Nie Dorota Wellman, a Małgorzata Ohme wraz z Marcinem Prokopem powitała widzów wtorkowego wydania "Dzień dobry TVN". Tę niespodziewaną dla widzów zmianę (przypomnijmy, że Małgorzata Ohme na co dzień występuje w duecie z Filipem Chajzerem) Prokop skomentował zresztą zaraz po wejściu na antenę. Jak wyjaśnił lakonicznie: "Dorota musi odpocząć", choć nie zdradził ani jak długo, ani z jakiego powodu.
Internauci, którzy błyskawicznie zareagowali na zmianę prowadzącej w mediach społecznościowych programu, snują jednak domysły, że nieobecność Doroty Wellman może mieć związek z burzą po jej ostatnim felietonie dla "Wysokich obcasów".

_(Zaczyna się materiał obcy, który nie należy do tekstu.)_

use chrono::Utc;
use sqlx::{PgPool, Row};
use tracing::error;
use uuid::Uuid;

use crate::errors::AppError;
use crate::models::{MessageView, PublicUser};

/// Index window over a log of `total` messages: covers
/// `[max(0, total - skip - limit), max(0, total - skip))` in chronological
/// order. The flag reports whether older history remains before the window.
pub fn window_bounds(total: i64, skip: i64, limit: i64) -> (i64, i64, bool) {
    let end = (total - skip).max(0);
    let start = (total - skip - limit).max(0);
    (start, end, start > 0)
}

#[derive(Clone)]
pub struct MessageRepository {
    pool: PgPool,
}

impl MessageRepository {
    pub fn new(pool: PgPool) -> Self {
        Self { pool }
    }

    /// Appends one message and bumps the conversation's `last_message_at` in
    /// a single transaction. The conversation row is locked first, so appends
    /// to one conversation are serialized and the server-assigned timestamps
    /// are monotone in append order. Nothing persists on failure.
    pub async fn append(
        &self,
        conversation_id: &str,
        sender_id: &str,
        content: &str,
    ) -> Result<MessageView, AppError> {
        let mut tx = self.pool.begin().await.map_err(|e| {
            error!("Failed to begin append transaction for {conversation_id}: {e}");
            AppError::db_query("Failed to begin transaction", e)
        })?;

        let conversation = sqlx::query(
            "SELECT participant_low, participant_high FROM conversations WHERE id = $1 FOR UPDATE",
        )
        .bind(conversation_id)
        .fetch_optional(&mut *tx)
        .await
        .map_err(|e| {
            error!("Failed to lock conversation {conversation_id}: {e}");
            AppError::db_query("Failed to lock conversation", e)
        })?;

        let Some(conversation) = conversation else {
            return Err(AppError::ConversationNotFound { id: conversation_id.to_string() });
        };
        let low: String = conversation
            .try_get("participant_low")
            .map_err(|e| AppError::db_query("Failed to read participant_low", e))?;
        let high: String = conversation
            .try_get("participant_high")
            .map_err(|e| AppError::db_query("Failed to read participant_high", e))?;
        if sender_id != low && sender_id != high {
            return Err(AppError::NotAParticipant { chat_id: conversation_id.to_string() });
        }

        let message_id = Uuid::new_v4().to_string();
        let timestamp = Utc::now();

        sqlx::query(
            "INSERT INTO messages (id, conversation_id, sender_id, content, created_at)
             VALUES ($1, $2, $3, $4, $5)",
        )
        .bind(&message_id)
        .bind(conversation_id)
        .bind(sender_id)
        .bind(content)
        .bind(timestamp)
        .execute(&mut *tx)
        .await
        .map_err(|e| {
            error!("Failed to insert message in {conversation_id}: {e}");
            AppError::db_query("Failed to insert message", e)
        })?;

        sqlx::query("UPDATE conversations SET last_message_at = $1 WHERE id = $2")
            .bind(timestamp)
            .bind(conversation_id)
            .execute(&mut *tx)
            .await
            .map_err(|e| {
                error!("Failed to bump last_message_at for {conversation_id}: {e}");
                AppError::db_query("Failed to update conversation", e)
            })?;

        let sender = sqlx::query(
            "SELECT id, name, email, profile_picture FROM users WHERE id = $1",
        )
        .bind(sender_id)
        .fetch_one(&mut *tx)
        .await
        .map_err(|e| {
            error!("Failed to resolve sender {sender_id}: {e}");
            AppError::db_query("Failed to resolve sender", e)
        })?;

        tx.commit().await.map_err(|e| {
            error!("Failed to commit append for {conversation_id}: {e}");
            AppError::db_query("Failed to commit append", e)
        })?;

        Ok(MessageView {
            id: message_id,
            sender: PublicUser {
                id: sender
                    .try_get("id")
                    .map_err(|e| AppError::db_query("Failed to read sender id", e))?,
                name: sender
                    .try_get("name")
                    .map_err(|e| AppError::db_query("Failed to read sender name", e))?,
                email: sender
                    .try_get("email")
                    .map_err(|e| AppError::db_query("Failed to read sender email", e))?,
                profile_picture: sender
                    .try_get("profile_picture")
                    .map_err(|e| AppError::db_query("Failed to read sender picture", e))?,
            },
            content: content.to_string(),
            timestamp,
        })
    }

    pub async fn count_for_conversation(&self, conversation_id: &str) -> Result<i64, AppError> {
        sqlx::query_scalar("SELECT COUNT(*) FROM messages WHERE conversation_id = $1")
            .bind(conversation_id)
            .fetch_one(&self.pool)
            .await
            .map_err(|e| {
                error!("Failed to count messages for {conversation_id}: {e}");
                AppError::db_query("Failed to count messages", e)
            })
    }

    /// Chronological slice of a conversation's log starting at append index
    /// `start`, senders resolved to display-safe projections.
    pub async fn fetch_window(
        &self,
        conversation_id: &str,
        start: i64,
        len: i64,
    ) -> Result<Vec<MessageView>, AppError> {
        let rows = sqlx::query(
            "SELECT m.id, m.content, m.created_at,
                    u.id AS sender_id, u.name, u.email, u.profile_picture
             FROM messages m
             JOIN users u ON u.id = m.sender_id
             WHERE m.conversation_id = $1
             ORDER BY m.seq ASC
             LIMIT $2 OFFSET $3",
        )
        .bind(conversation_id)
        .bind(len)
        .bind(start)
        .fetch_all(&self.pool)
        .await
        .map_err(|e| {
            error!("Failed to fetch messages for {conversation_id}: {e}");
            AppError::db_query(
                format!("Failed to fetch messages for {conversation_id}"),
                e,
            )
        })?;

        rows.into_iter()
            .map(|row| {
                Ok(MessageView {
                    id: row
                        .try_get("id")
                        .map_err(|e| AppError::db_query("Failed to read id", e))?,
                    sender: PublicUser {
                        id: row
                            .try_get("sender_id")
                            .map_err(|e| AppError::db_query("Failed to read sender_id", e))?,
                        name: row
                            .try_get("name")
                            .map_err(|e| AppError::db_query("Failed to read name", e))?,
                        email: row
                            .try_get("email")
                            .map_err(|e| AppError::db_query("Failed to read email", e))?,
                        profile_picture: row
                            .try_get("profile_picture")
                            .map_err(|e| AppError::db_query("Failed to read profile_picture", e))?,
                    },
                    content: row
                        .try_get("content")
                        .map_err(|e| AppError::db_query("Failed to read content", e))?,
                    timestamp: row
                        .try_get("created_at")
                        .map_err(|e| AppError::db_query("Failed to read created_at", e))?,
                })
            })
            .collect()
    }
}

#[cfg(test)]
mod tests {
    use super::*;

    // The canonical 120-message log: skip pages backward from the end,
    // windows come back in chronological order.
    #[test]
    fn window_pages_backward_through_a_120_message_log() {
        // Most recent 50: indices 70..120 (messages 71-120, 1-indexed).
        assert_eq!(window_bounds(120, 0, 50), (70, 120, true));
        // One page back: indices 20..70 (messages 21-70).
        assert_eq!(window_bounds(120, 50, 50), (20, 70, true));
        // Oldest partial page: indices 0..20 (messages 1-20), nothing older.
        assert_eq!(window_bounds(120, 100, 50), (0, 20, false));
    }

    #[test]
    fn window_of_short_log_is_the_whole_log() {
        assert_eq!(window_bounds(10, 0, 50), (0, 10, false));
    }

    #[test]
    fn window_of_empty_log_is_empty() {
        assert_eq!(window_bounds(0, 0, 50), (0, 0, false));
    }

    #[test]
    fn skip_past_the_start_yields_an_empty_window() {
        assert_eq!(window_bounds(10, 50, 50), (0, 0, false));
    }

    #[test]
    fn window_exactly_covering_the_log_reports_no_more() {
        assert_eq!(window_bounds(50, 0, 50), (0, 50, false));
        assert_eq!(window_bounds(51, 0, 50), (1, 51, true));
    }
}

Przypomnijmy, że gospodyni porannego programu TVN ostro skrytykowała sprzedawanie prywatności na Instagramie przez rodzime celebrytki, wprost nawiązując do ostatnich wpisów Edyty Herbuś. Diagnoza dziennikarki trafiła w czuły punkt i wywołała szeroką reakcję nie tylko wspomnianej tancerki, ale i redakcyjnej koleżanki Doroty Wellman, Anny Wendzikowskiej.
I choć nowy duet prowadzących wtorkowe wydanie komplementowała na antenie m.in. autorka skrótu wydarzeń, mówiąc że Prokop i Ohme "pięknie razem wyglądają", widzowie zdają się nie podzielać jej zachwytu. Instagramowe konto "Dzień dobry TVN" zostało wręcz zalane komentarzami wyraźnie niezadowolonych z tej zmiany widzów.
"Zdecydowanie gorzej, Pani Dorotko wróć!"
"Oj nie! Czekamy na powrót pani Doroty" - czytamy w wielu podobnych na ogół komentarzach.
Póki co jednak wciąż nie wiadomo, jak długo potrwa nieobecność Doroty Wellman na antenie TVN.